**WORK ORDER:** In the data below, find each line containing the string "PartialEq" and return it.

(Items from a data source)
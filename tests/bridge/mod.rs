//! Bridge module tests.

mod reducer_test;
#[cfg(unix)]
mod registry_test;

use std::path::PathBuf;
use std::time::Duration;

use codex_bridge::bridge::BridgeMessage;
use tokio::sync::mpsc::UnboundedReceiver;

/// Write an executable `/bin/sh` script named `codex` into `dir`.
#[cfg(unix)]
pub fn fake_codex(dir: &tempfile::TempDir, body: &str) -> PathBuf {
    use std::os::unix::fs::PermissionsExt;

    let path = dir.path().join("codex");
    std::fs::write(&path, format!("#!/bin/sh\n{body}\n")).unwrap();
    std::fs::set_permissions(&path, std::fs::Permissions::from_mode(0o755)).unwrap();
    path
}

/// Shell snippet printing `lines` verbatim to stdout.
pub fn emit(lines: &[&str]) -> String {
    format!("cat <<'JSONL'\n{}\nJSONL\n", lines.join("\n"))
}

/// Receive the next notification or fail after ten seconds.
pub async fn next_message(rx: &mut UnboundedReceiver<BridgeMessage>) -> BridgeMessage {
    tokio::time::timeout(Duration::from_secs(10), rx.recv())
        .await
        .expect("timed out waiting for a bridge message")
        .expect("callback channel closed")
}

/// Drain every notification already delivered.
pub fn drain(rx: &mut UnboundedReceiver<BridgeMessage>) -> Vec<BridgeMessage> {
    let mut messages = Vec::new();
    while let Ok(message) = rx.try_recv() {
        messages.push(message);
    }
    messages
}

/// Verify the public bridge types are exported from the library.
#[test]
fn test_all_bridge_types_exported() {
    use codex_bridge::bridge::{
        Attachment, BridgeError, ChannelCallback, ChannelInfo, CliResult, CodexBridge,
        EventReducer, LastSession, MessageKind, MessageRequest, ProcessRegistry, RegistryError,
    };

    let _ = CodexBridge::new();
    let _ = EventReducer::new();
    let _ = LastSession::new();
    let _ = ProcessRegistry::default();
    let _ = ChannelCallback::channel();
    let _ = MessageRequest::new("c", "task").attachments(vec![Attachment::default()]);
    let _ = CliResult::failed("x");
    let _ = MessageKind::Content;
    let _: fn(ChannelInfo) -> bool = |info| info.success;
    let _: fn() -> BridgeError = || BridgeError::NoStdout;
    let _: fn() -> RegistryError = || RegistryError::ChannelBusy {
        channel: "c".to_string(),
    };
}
...
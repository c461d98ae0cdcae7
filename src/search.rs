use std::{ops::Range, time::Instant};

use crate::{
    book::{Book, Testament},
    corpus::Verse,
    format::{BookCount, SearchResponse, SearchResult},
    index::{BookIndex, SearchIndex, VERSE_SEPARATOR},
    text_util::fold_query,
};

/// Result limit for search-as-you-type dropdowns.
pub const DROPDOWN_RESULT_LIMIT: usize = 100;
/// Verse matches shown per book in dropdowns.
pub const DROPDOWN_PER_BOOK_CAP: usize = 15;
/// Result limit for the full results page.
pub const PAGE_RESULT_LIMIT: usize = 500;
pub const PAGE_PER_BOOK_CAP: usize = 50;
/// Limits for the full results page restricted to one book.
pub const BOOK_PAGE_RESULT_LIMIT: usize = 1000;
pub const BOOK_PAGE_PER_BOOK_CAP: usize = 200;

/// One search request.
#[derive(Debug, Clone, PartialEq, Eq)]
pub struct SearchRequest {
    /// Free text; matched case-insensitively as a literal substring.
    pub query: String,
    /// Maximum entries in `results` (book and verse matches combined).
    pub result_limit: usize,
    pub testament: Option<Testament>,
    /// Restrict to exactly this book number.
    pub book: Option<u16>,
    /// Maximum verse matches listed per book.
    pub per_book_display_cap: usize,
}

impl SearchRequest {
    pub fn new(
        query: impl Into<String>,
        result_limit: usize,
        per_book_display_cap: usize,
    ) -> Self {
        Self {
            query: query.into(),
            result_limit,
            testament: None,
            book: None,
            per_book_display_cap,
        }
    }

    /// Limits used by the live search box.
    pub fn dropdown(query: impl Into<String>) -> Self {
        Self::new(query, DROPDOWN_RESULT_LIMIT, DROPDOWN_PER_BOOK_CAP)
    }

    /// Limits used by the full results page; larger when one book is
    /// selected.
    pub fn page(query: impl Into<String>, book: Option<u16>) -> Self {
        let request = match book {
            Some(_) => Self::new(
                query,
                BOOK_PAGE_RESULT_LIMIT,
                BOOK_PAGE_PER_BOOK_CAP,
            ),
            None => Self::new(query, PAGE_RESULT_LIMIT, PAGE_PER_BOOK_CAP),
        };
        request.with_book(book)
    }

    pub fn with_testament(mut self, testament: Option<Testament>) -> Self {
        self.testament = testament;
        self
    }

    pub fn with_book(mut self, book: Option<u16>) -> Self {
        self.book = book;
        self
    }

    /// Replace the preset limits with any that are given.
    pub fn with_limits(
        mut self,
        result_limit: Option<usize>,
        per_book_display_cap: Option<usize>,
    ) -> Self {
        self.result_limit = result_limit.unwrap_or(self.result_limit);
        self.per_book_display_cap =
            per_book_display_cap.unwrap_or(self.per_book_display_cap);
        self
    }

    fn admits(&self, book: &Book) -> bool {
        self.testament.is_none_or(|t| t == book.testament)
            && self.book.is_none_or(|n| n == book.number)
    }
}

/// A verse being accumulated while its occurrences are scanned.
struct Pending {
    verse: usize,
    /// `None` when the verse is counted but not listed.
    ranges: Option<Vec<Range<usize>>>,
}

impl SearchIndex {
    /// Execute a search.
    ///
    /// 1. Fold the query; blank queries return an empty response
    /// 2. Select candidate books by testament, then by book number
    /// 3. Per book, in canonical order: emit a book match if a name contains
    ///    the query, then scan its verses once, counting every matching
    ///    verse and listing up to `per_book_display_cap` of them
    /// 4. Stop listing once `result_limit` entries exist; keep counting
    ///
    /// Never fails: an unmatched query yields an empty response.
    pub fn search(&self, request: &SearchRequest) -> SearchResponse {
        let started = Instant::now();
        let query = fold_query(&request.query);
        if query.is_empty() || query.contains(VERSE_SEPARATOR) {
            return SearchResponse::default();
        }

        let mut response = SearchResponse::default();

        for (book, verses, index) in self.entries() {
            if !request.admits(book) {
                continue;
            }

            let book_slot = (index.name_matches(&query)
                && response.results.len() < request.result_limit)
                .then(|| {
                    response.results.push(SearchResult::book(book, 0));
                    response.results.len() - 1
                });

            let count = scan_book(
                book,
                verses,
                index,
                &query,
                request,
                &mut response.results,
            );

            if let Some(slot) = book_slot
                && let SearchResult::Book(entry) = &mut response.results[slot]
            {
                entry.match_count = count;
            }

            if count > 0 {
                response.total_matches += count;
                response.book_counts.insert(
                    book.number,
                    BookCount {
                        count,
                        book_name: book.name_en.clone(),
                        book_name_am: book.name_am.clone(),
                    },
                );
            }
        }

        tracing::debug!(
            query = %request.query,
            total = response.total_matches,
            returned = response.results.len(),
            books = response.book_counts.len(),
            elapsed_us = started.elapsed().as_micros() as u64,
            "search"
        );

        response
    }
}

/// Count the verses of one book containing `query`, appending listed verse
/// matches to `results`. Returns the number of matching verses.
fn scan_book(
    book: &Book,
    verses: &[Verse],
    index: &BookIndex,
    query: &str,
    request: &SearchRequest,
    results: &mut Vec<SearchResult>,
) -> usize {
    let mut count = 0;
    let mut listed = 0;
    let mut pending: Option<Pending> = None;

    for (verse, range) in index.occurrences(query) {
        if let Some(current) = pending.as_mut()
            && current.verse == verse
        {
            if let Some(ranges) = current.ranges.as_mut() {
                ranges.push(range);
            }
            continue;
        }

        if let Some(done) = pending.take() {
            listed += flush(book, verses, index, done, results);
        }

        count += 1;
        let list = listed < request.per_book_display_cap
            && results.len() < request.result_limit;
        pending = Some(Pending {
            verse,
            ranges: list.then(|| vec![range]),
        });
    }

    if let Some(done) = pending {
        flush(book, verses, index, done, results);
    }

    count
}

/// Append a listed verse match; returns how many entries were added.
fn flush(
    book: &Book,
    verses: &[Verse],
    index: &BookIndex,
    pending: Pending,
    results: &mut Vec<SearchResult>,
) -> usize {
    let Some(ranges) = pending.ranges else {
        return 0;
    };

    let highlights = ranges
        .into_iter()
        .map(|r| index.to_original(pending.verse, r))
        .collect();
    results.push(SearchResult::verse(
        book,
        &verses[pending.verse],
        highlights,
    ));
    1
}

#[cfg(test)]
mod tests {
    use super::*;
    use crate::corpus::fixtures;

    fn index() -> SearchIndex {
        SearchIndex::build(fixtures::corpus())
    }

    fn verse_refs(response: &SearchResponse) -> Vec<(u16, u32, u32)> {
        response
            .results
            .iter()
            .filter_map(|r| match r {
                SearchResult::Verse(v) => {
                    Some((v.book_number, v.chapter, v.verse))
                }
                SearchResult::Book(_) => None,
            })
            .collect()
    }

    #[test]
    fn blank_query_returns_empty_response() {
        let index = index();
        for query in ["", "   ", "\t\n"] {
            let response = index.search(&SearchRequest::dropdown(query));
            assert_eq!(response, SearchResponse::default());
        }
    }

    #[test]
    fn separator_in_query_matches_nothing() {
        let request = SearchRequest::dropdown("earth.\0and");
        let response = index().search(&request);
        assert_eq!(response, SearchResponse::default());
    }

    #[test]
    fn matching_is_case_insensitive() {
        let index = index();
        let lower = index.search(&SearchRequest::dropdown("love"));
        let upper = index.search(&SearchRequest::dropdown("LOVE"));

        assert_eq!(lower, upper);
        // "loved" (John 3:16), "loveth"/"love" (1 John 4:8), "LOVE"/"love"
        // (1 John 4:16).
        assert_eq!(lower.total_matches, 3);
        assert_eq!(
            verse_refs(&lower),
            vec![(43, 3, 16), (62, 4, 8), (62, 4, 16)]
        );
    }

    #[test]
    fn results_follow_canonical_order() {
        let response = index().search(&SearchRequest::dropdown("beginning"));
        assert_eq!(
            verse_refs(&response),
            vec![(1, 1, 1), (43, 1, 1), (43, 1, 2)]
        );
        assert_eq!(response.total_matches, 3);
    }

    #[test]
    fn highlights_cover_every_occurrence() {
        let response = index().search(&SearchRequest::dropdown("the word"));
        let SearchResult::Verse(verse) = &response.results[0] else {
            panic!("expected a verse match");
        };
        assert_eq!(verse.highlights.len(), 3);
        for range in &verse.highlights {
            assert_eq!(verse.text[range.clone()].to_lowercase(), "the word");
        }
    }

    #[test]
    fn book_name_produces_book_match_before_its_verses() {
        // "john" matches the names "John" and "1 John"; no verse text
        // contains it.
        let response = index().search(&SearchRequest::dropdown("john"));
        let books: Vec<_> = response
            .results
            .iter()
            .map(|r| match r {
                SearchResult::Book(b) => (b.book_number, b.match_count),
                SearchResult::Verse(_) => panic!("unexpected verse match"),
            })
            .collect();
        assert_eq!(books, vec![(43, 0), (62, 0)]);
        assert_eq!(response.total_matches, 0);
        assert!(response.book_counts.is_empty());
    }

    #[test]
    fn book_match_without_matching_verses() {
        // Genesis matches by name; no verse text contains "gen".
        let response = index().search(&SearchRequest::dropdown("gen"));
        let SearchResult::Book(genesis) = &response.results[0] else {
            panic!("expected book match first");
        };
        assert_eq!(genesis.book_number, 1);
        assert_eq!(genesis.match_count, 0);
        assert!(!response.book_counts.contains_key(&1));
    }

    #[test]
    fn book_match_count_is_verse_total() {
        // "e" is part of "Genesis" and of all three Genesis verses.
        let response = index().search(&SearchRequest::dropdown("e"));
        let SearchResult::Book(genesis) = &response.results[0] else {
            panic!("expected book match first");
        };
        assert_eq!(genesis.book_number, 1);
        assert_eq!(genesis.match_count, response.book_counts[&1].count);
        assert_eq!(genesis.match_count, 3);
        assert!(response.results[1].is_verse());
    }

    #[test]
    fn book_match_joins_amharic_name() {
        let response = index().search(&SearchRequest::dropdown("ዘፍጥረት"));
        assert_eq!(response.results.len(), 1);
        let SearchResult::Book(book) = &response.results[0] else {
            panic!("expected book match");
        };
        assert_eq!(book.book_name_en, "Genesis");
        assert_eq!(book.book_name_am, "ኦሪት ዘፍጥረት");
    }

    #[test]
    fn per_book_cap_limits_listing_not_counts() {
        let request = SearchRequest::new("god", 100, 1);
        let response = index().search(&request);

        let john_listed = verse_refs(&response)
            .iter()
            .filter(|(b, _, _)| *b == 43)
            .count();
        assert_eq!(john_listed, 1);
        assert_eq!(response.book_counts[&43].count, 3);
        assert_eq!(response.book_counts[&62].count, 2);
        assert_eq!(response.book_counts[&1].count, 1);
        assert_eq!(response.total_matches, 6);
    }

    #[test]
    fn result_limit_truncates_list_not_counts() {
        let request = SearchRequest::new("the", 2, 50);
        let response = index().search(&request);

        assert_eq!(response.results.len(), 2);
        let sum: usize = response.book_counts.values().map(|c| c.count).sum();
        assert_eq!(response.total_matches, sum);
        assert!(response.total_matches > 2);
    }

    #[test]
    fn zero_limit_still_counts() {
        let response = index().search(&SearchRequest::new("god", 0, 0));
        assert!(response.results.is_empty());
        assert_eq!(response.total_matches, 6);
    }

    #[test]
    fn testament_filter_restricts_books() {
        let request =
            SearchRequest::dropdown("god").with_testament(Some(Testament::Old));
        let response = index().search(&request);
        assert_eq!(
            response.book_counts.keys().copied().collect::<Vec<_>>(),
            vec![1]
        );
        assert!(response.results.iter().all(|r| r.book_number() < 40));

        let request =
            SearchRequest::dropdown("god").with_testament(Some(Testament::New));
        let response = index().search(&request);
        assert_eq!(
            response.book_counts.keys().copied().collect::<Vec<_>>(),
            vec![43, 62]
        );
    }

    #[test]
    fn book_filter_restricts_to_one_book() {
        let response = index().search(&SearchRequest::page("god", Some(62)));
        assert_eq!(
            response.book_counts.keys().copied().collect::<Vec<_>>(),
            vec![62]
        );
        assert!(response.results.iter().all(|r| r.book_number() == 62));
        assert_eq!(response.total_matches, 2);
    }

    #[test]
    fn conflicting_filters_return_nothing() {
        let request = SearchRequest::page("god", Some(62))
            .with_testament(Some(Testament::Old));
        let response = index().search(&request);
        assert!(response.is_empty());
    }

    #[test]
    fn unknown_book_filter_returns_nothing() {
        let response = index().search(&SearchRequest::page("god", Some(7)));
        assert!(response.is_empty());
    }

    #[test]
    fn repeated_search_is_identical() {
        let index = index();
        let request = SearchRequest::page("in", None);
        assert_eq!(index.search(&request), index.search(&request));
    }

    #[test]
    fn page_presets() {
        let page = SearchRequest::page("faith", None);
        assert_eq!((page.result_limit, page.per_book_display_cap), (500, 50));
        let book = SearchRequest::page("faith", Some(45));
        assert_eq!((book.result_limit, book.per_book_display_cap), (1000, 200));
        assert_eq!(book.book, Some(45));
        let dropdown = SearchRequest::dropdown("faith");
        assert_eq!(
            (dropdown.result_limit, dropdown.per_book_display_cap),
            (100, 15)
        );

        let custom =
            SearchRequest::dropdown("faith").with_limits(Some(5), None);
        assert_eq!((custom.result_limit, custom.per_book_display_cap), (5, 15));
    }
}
==
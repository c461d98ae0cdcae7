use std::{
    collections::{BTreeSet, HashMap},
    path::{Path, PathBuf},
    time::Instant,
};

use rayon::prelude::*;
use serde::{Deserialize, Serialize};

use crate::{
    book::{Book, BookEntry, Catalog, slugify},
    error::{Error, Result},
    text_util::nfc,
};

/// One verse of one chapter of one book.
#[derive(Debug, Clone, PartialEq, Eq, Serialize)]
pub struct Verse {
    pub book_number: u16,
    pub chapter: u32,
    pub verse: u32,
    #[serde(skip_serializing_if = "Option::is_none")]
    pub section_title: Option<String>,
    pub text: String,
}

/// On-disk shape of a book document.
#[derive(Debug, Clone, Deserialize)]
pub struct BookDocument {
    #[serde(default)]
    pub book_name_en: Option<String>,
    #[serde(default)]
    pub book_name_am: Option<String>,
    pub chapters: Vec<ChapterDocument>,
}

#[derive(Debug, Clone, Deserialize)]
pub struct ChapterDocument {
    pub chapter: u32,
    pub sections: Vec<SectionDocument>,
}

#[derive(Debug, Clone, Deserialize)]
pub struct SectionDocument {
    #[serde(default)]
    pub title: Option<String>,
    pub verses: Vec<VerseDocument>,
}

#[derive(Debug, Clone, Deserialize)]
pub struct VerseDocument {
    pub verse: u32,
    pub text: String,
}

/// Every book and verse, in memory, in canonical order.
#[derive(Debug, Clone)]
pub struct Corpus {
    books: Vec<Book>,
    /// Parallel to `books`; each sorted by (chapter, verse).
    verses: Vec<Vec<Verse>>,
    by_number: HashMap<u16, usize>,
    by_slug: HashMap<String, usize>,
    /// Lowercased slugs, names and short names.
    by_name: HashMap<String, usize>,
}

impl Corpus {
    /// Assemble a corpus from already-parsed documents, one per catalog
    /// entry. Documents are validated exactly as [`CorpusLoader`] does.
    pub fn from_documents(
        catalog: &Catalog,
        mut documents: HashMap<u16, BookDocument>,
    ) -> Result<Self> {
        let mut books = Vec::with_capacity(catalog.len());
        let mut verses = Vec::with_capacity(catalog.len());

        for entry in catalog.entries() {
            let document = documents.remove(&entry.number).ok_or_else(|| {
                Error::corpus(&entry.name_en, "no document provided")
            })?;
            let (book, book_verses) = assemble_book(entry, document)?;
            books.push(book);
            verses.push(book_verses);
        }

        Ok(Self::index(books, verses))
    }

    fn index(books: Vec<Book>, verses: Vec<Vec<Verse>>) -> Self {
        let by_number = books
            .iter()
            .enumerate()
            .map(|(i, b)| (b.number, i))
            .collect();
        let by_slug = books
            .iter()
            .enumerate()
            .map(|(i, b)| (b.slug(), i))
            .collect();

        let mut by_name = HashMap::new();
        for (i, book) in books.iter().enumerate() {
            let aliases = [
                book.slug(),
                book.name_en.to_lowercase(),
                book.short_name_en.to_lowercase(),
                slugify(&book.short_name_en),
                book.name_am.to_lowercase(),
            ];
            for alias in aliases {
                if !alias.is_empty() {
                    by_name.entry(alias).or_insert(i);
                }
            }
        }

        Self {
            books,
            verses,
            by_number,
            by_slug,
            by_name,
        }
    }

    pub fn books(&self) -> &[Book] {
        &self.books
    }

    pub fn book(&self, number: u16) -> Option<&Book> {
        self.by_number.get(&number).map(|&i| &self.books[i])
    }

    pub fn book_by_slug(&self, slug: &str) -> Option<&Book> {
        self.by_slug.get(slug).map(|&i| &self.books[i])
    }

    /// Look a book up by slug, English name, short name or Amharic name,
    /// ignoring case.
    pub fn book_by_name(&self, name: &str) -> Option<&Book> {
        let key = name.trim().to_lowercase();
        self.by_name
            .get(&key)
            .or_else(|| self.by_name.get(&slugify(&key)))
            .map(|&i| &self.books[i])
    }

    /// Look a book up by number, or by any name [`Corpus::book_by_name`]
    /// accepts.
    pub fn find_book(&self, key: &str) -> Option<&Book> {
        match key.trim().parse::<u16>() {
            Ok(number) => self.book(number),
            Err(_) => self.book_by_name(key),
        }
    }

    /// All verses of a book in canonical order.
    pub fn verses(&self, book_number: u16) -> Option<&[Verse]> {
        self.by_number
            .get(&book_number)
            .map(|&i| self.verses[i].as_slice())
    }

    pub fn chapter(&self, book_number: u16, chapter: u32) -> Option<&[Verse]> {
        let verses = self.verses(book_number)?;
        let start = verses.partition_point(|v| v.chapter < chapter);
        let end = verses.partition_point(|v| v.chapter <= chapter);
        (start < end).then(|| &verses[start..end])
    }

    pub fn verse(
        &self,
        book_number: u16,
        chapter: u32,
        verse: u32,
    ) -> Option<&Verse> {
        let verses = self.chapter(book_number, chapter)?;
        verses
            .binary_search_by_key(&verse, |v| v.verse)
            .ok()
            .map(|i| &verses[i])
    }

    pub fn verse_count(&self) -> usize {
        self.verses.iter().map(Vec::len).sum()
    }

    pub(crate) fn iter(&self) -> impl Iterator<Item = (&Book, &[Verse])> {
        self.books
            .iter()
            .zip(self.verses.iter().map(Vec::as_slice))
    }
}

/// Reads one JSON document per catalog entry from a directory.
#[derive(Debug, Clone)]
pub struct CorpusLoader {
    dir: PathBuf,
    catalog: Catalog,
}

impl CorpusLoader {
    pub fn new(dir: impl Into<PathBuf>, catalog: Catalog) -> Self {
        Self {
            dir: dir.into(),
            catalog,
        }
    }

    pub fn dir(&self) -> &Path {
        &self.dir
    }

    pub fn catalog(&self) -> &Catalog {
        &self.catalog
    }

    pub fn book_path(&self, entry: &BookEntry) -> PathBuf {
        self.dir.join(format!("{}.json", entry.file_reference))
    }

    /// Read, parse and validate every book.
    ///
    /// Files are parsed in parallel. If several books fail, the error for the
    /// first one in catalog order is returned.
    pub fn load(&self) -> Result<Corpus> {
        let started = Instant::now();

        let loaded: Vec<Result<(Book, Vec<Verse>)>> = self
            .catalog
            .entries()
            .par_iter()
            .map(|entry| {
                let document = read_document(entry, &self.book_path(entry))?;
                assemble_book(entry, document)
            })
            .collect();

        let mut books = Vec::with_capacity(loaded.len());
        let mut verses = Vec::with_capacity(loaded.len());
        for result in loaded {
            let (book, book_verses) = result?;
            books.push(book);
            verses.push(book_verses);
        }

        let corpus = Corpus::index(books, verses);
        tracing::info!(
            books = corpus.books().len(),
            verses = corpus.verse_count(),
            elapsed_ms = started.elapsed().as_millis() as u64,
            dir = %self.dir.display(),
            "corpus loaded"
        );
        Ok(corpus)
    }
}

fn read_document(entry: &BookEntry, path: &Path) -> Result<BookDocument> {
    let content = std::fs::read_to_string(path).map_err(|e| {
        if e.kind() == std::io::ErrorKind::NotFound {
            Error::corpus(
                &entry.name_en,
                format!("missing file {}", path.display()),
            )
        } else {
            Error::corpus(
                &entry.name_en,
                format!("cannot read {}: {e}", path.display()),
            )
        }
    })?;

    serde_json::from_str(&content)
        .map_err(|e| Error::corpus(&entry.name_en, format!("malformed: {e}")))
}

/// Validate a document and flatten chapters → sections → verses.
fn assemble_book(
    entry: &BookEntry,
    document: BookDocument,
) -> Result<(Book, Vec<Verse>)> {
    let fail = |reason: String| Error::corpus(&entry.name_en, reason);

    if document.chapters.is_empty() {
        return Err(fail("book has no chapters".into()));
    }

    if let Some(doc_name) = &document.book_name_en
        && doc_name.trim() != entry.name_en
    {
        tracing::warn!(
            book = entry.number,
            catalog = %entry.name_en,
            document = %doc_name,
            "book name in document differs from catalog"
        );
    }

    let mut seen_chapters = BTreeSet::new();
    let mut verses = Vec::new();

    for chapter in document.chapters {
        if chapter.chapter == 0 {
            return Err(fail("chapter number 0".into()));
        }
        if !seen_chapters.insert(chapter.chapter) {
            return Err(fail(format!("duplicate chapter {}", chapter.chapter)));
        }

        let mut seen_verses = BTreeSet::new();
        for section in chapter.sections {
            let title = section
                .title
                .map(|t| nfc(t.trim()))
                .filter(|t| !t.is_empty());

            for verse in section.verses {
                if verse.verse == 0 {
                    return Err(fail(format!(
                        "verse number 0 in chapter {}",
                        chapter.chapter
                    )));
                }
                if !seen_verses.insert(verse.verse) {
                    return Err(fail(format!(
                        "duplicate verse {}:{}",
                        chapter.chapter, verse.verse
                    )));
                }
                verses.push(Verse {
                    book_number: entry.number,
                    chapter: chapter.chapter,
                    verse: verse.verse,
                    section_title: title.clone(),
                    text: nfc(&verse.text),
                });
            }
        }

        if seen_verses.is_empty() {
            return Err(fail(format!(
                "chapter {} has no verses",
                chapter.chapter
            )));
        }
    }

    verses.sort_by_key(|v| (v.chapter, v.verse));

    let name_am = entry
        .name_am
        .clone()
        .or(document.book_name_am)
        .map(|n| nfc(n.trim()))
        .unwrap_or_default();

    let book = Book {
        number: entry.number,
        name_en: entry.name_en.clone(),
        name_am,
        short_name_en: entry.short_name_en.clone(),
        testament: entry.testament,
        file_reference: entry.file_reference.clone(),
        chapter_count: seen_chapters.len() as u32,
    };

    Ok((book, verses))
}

**WRITTEN REPLY:**
#[derive(Debug, Clone, PartialEq, Eq)]
#[derive(Debug, Clone, PartialEq, Eq, Serialize)]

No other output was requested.